Elder agrees that the orchestra will be in for a good time, rehearsing and performing this score. `More than any other composer of his generation, Berlioz treated the orchestra as a cauldron of colour. He stretched the ways in which orchestral sound could be broken down and made up again, and pushed the instruments beyond the frontiers of what was routine and comfortable. Indeed, he was capable of inventing new sounds, and of experimenting until he was sure he got what he dreamt of.
`Though it’s often the case in opera that crucial events of the story happen off-stage, this piece is the most extreme. It’s a series of pictures of aspiration and hope and failure and disillusionment. After all, the bare bones of the story are simple. Faust is an immensely learned, high-achieving man, but he feels unfulfilled and aspires to the happiness that eludes him. When Mephistopheles [the devil] suddenly appears and offers him the world, it’s an offer he can’t refuse. Mephistopheles then whisks him off to different localities, different atmospheres, to give him a chance before it’s too late to find the woman of his dreams, he offers him sensuality. But it’s all a chimera. You could say that it’s a piece about people being alone. These characters never really contact each other, nothing is ever fulfilled and a deep, Romantic yearning finally hits Faust when he pits himself against the whole of nature, before finally tumbling down as Mephistopheles’ slave.

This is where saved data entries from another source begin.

// Spin mutex for short critical sections in shared memory

use super::thread::{OsThreadIdentity, ThreadIdentity};
use std::sync::atomic::{AtomicU32, Ordering};

/// Mutex whose entire state is one ticket word
///
/// `try_lock` only takes the lock when the word is observed at zero and the
/// caller's `fetch_add` is the one that moved it off zero; a losing caller
/// undoes its increment.
#[repr(C)]
#[derive(Debug, Default)]
pub struct ShmMutex {
    ticket: AtomicU32,
}

impl ShmMutex {
    pub const fn new() -> Self {
        Self {
            ticket: AtomicU32::new(0),
        }
    }

    /// Try to acquire without spinning
    pub fn try_lock(&self) -> Option<ShmMutexGuard<'_>> {
        if self.try_acquire() {
            Some(ShmMutexGuard { mutex: self })
        } else {
            None
        }
    }

    /// Acquire, yielding to the OS scheduler until it succeeds
    pub fn lock(&self) -> ShmMutexGuard<'_> {
        self.lock_with(&OsThreadIdentity)
    }

    /// Acquire, giving up the time slice through `threads` between attempts
    pub fn lock_with(&self, threads: &dyn ThreadIdentity) -> ShmMutexGuard<'_> {
        while !self.try_acquire() {
            threads.yield_now();
        }
        ShmMutexGuard { mutex: self }
    }

    /// Check if mutex is locked
    pub fn is_locked(&self) -> bool {
        self.ticket.load(Ordering::Relaxed) != 0
    }

    fn try_acquire(&self) -> bool {
        if self.ticket.load(Ordering::Relaxed) != 0 {
            return false;
        }
        let ticket = self.ticket.fetch_add(1, Ordering::Acquire);
        if ticket != 0 {
            self.ticket.fetch_sub(1, Ordering::Relaxed);
            return false;
        }
        true
    }

    fn release(&self) {
        self.ticket.fetch_sub(1, Ordering::Release);
    }
}

/// Releases the mutex when dropped
#[derive(Debug)]
pub struct ShmMutexGuard<'a> {
    mutex: &'a ShmMutex,
}

impl Drop for ShmMutexGuard<'_> {
    fn drop(&mut self) {
        self.mutex.release();
    }
}

#[cfg(test)]
mod tests {
    use super::*;
    use crate::sync::ThreadId;
    use std::cell::UnsafeCell;
    use std::sync::atomic::AtomicUsize;

    struct Counter {
        lock: ShmMutex,
        value: UnsafeCell<u64>,
    }

    unsafe impl Sync for Counter {}

    #[test]
    fn test_try_lock_is_exclusive() {
        let mutex = ShmMutex::new();
        let guard = mutex.try_lock().expect("first try_lock");
        assert!(mutex.is_locked());
        assert!(mutex.try_lock().is_none());
        drop(guard);
        assert!(!mutex.is_locked());
        assert!(mutex.try_lock().is_some());
    }

    #[derive(Default)]
    struct CountingYields {
        yields: AtomicUsize,
    }

    impl ThreadIdentity for CountingYields {
        fn tid(&self) -> ThreadId {
            0
        }

        fn yield_now(&self) {
            self.yields.fetch_add(1, Ordering::Relaxed);
            std::thread::yield_now();
        }
    }

    #[test]
    fn test_contended_lock_yields_through_identity() {
        let mutex = ShmMutex::new();
        let threads = CountingYields::default();
        let guard = mutex.lock();
        std::thread::scope(|s| {
            let waiter = s.spawn(|| {
                let _guard = mutex.lock_with(&threads);
            });
            while threads.yields.load(Ordering::Relaxed) == 0 {
                std::thread::yield_now();
            }
            drop(guard);
            waiter.join().unwrap();
        });
        assert!(!mutex.is_locked());
    }

    #[test]
    fn test_zeroed_memory_is_unlocked() {
        let mutex: ShmMutex = unsafe { std::mem::zeroed() };
        assert!(!mutex.is_locked());
        assert!(mutex.try_lock().is_some());
    }

    #[test]
    fn test_lock_under_contention() {
        let counter = Counter {
            lock: ShmMutex::new(),
            value: UnsafeCell::new(0),
        };

        std::thread::scope(|s| {
            for _ in 0..8 {
                let counter = &counter;
                s.spawn(move || {
                    for _ in 0..1000 {
                        let _guard = counter.lock.lock();
                        unsafe { *counter.value.get() += 1 };
                    }
                });
            }
        });

        assert_eq!(unsafe { *counter.value.get() }, 8000);
        assert!(!counter.lock.is_locked());
    }
}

`I think it’s a great operatic event, and it’s good to label it in that way. There are three wonderful singing-acting roles of great colour, magnitude and challenge, and the chorus has to be immensely flexible – happy and light, fleet of foot one moment, worshipping the next, drunk the next. It gives them a marvellous evening, with very thrilling music to sing, ending up in hell of course, with the men singing the nonsense language of the damned.
`Berlioz is a one-off, his phrase lengths are very elusive, in a way that Gounod’s or Mendelssohn’s phrase lengths are not. When you start at the beginning you must feel the whole span of the work right to the end. He was an eccentric, a visionary, like a French Tippett in a way. He wrote what came from his amazingly vivid, individual and uncompromising musical imagination without caring whether or not it fitted into prescribed conservatoire trained moulds. As a personality he was totally original. You have to be inside that eccentricity, you have to love it. That’s not a problem for me – I certainly do.’